Gelechia anthochra

Scientific classification
- Kingdom: Animalia
- Phylum: Arthropoda
- Clade: Pancrustacea
- Class: Insecta
- Order: Lepidoptera
- Family: Gelechiidae
- Genus: Gelechia
- Species: G. anthochra
- Binomial name: Gelechia anthochra Lower, 1896

= Gelechia anthochra =

- Authority: Lower, 1896

Species of moth

Gelechia anthochra is a moth of the family Gelechiidae. It is found in Australia, where it has been recorded from Queensland and New South Wales.

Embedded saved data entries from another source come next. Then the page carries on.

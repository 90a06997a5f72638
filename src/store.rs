//! Observable local state for tasks and users.
//!
//! Each entity keeps the last authoritative value (`base`) and the ordered
//! list of optimistic changes still awaiting the server. What observers see
//! is the base with every pending change applied in submission order, so
//! dropping one change never disturbs the others. A pending delete hides
//! the entity without discarding the changes queued around it.
use serde::de::DeserializeOwned;
use serde_json::{Map, Value};
use std::collections::HashMap;
use std::sync::{Arc, Mutex, PoisonError};
use tokio::sync::broadcast;
use uuid::Uuid;

use crate::error::SyncError;
use crate::model::{EntityKey, EntityKind, MutationStatus};

/// Field-level change set.
pub type Patch = Map<String, Value>;

const EVENT_CAPACITY: usize = 256;

#[derive(Debug, Clone, PartialEq)]
pub enum StoreEvent {
    Changed { key: EntityKey },
    Removed { key: EntityKey },
    /// A mutation was rolled back; UI surfaces this as an error banner.
    MutationFailed {
        key: EntityKey,
        mutation: Uuid,
        error: SyncError,
    },
}

#[derive(Debug, Clone, PartialEq)]
pub enum Change {
    Patch(Patch),
    Delete,
}

#[derive(Debug, Clone, PartialEq)]
pub struct PendingMutation {
    pub id: Uuid,
    pub key: EntityKey,
    pub change: Change,
    /// Observable value when the mutation was initiated.
    pub previous_snapshot: Option<Value>,
    pub status: MutationStatus,
}

#[derive(Debug, Default)]
struct Entry {
    base: Option<Value>,
    pending: Vec<PendingMutation>,
    /// Missing from the latest listing; dropped once nothing is pending.
    evicted: bool,
}

impl Entry {
    fn observable(&self) -> Option<Value> {
        let mut value = self.base.clone();
        let mut deleted = false;
        for mutation in &self.pending {
            match &mutation.change {
                Change::Delete => {
                    deleted = true;
                    value = None;
                }
                Change::Patch(patch) if !deleted => value = Some(apply_patch(value, patch)),
                Change::Patch(_) => {}
            }
        }
        value
    }

    fn take_pending(&mut self, id: Uuid) -> Option<PendingMutation> {
        let pos = self.pending.iter().position(|m| m.id == id)?;
        Some(self.pending.remove(pos))
    }

    /// Nothing left worth keeping once the last pending change settles.
    fn is_spent(&self) -> bool {
        self.pending.is_empty() && (self.base.is_none() || self.evicted)
    }
}

/// Overlay `patch` onto `base`. A missing or non-object base starts empty.
pub fn apply_patch(base: Option<Value>, patch: &Patch) -> Value {
    let mut fields = match base {
        Some(Value::Object(map)) => map,
        _ => Map::new(),
    };
    for (field, value) in patch {
        fields.insert(field.clone(), value.clone());
    }
    Value::Object(fields)
}

struct StoreInner {
    entries: Mutex<HashMap<EntityKey, Entry>>,
    events: broadcast::Sender<StoreEvent>,
}

#[derive(Clone)]
pub struct LocalStore {
    inner: Arc<StoreInner>,
}

impl Default for LocalStore {
    fn default() -> Self {
        Self::new()
    }
}

impl LocalStore {
    pub fn new() -> Self {
        let (events, _) = broadcast::channel(EVENT_CAPACITY);
        Self {
            inner: Arc::new(StoreInner {
                entries: Mutex::new(HashMap::new()),
                events,
            }),
        }
    }

    pub fn subscribe(&self) -> broadcast::Receiver<StoreEvent> {
        self.inner.events.subscribe()
    }

    pub fn get(&self, key: EntityKey) -> Option<Value> {
        self.with_entries(|entries| entries.get(&key).and_then(Entry::observable))
    }

    pub fn get_as<T: DeserializeOwned>(&self, key: EntityKey) -> Result<Option<T>, SyncError> {
        self.get(key)
            .map(serde_json::from_value)
            .transpose()
            .map_err(SyncError::from)
    }

    /// Observable values of one kind, ordered by id.
    pub fn list(&self, kind: EntityKind) -> Vec<(i64, Value)> {
        let mut items: Vec<(i64, Value)> = self.with_entries(|entries| {
            entries
                .iter()
                .filter(|(key, _)| key.kind == kind)
                .filter_map(|(key, entry)| entry.observable().map(|v| (key.id, v)))
                .collect()
        });
        items.sort_by_key(|(id, _)| *id);
        items
    }

    pub fn list_as<T: DeserializeOwned>(&self, kind: EntityKind) -> Result<Vec<T>, SyncError> {
        self.list(kind)
            .into_iter()
            .map(|(_, value)| serde_json::from_value(value).map_err(SyncError::from))
            .collect()
    }

    pub fn pending(&self, key: EntityKey) -> Vec<PendingMutation> {
        self.with_entries(|entries| {
            entries
                .get(&key)
                .map(|entry| entry.pending.clone())
                .unwrap_or_default()
        })
    }

    /// Record an authoritative value from the server. Pending changes stay
    /// layered on top.
    pub fn upsert(&self, key: EntityKey, value: Value) {
        self.with_entries(|entries| {
            let entry = entries.entry(key).or_default();
            entry.base = Some(value);
            entry.evicted = false;
        });
        self.emit(StoreEvent::Changed { key });
    }

    /// Replace every entity of `kind` with a fresh listing. Entities missing
    /// from the listing are dropped; one with changes in flight is only
    /// marked and goes once those settle.
    pub fn replace_all(&self, kind: EntityKind, items: Vec<(i64, Value)>) {
        let mut changed = Vec::with_capacity(items.len());
        let mut removed = Vec::new();
        self.with_entries(|entries| {
            let fresh: HashMap<i64, Value> = items.into_iter().collect();
            entries.retain(|key, entry| {
                if key.kind != kind || fresh.contains_key(&key.id) {
                    return true;
                }
                if entry.pending.is_empty() {
                    removed.push(*key);
                    return false;
                }
                entry.evicted = true;
                true
            });
            for (id, value) in fresh {
                let key = EntityKey { kind, id };
                let entry = entries.entry(key).or_default();
                entry.base = Some(value);
                entry.evicted = false;
                changed.push(key);
            }
        });
        for key in removed {
            self.emit(StoreEvent::Removed { key });
        }
        for key in changed {
            self.emit(StoreEvent::Changed { key });
        }
    }

    /// Layer `change` over the current observable state and return the
    /// pending record, whose snapshot is the state just before the change.
    pub(crate) fn begin(&self, key: EntityKey, change: Change) -> PendingMutation {
        let mutation = self.with_entries(|entries| {
            let entry = entries.entry(key).or_default();
            let mutation = PendingMutation {
                id: Uuid::new_v4(),
                key,
                change,
                previous_snapshot: entry.observable(),
                status: MutationStatus::Applied,
            };
            entry.pending.push(mutation.clone());
            mutation
        });
        self.emit(StoreEvent::Changed { key });
        mutation
    }

    /// Settle a mutation as accepted. For a patch, an authoritative object
    /// from the server becomes the new base; otherwise the patch itself is
    /// folded in. A confirmed delete drops the base.
    pub(crate) fn confirm(
        &self,
        key: EntityKey,
        id: Uuid,
        authoritative: Option<Value>,
    ) -> Option<PendingMutation> {
        self.settle(key, |entry| {
            let mut mutation = entry.take_pending(id)?;
            match (&mutation.change, authoritative) {
                (Change::Delete, _) => entry.base = None,
                (Change::Patch(_), Some(value @ Value::Object(_))) => {
                    entry.base = Some(value);
                    entry.evicted = false;
                }
                (Change::Patch(patch), _) => {
                    entry.base = Some(apply_patch(entry.base.take(), patch));
                }
            }
            mutation.status = MutationStatus::Confirmed;
            Some(mutation)
        })
    }

    /// Drop a mutation's change. When the server reported its own state
    /// (`server`), that becomes the base.
    pub(crate) fn rollback(
        &self,
        key: EntityKey,
        id: Uuid,
        server: Option<Value>,
    ) -> Option<PendingMutation> {
        self.settle(key, |entry| {
            let mut mutation = entry.take_pending(id)?;
            if let Some(value) = server {
                entry.base = Some(value);
                entry.evicted = false;
            }
            mutation.status = MutationStatus::RolledBack;
            Some(mutation)
        })
    }

    pub(crate) fn report_failure(&self, key: EntityKey, mutation: Uuid, error: SyncError) {
        self.emit(StoreEvent::MutationFailed {
            key,
            mutation,
            error,
        });
    }

    fn settle(
        &self,
        key: EntityKey,
        f: impl FnOnce(&mut Entry) -> Option<PendingMutation>,
    ) -> Option<PendingMutation> {
        let (settled, visible) = self.with_entries(|entries| {
            let entry = entries.get_mut(&key)?;
            let settled = f(entry);
            let visible = entry.observable().is_some();
            if entry.is_spent() {
                entries.remove(&key);
            }
            Some((settled, visible))
        })?;
        if visible {
            self.emit(StoreEvent::Changed { key });
        } else {
            self.emit(StoreEvent::Removed { key });
        }
        settled
    }

    fn emit(&self, event: StoreEvent) {
        // No subscribers is fine: nobody is looking.
        let _ = self.inner.events.send(event);
    }

    fn with_entries<R>(&self, f: impl FnOnce(&mut HashMap<EntityKey, Entry>) -> R) -> R {
        let mut guard = self
            .inner
            .entries
            .lock()
            .unwrap_or_else(PoisonError::into_inner);
        f(&mut guard)
    }
}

The wingspan is about 16 mm. The forewings are pale ochreous-white, with dark fuscous markings. There is a short oblique mark on the costa near the base, a spot just beneath costa at one-fourth and a second larger, obliquely beneath and before it. A third is smaller, and placed obliquely beneath and beyond the
first and a fourth is very small, immediately above the third. A fifth is similar to the fourth, and in a line with it, beyond the middle. There is also a
suffused spot on the costa at three-fourths, emitting a row of very suffused spots around the apex to the hindmargin above the anal angle. The hindmarginal and apical area are more or less irregularly suffused with fuscous. The hindwings are greyish-fuscous.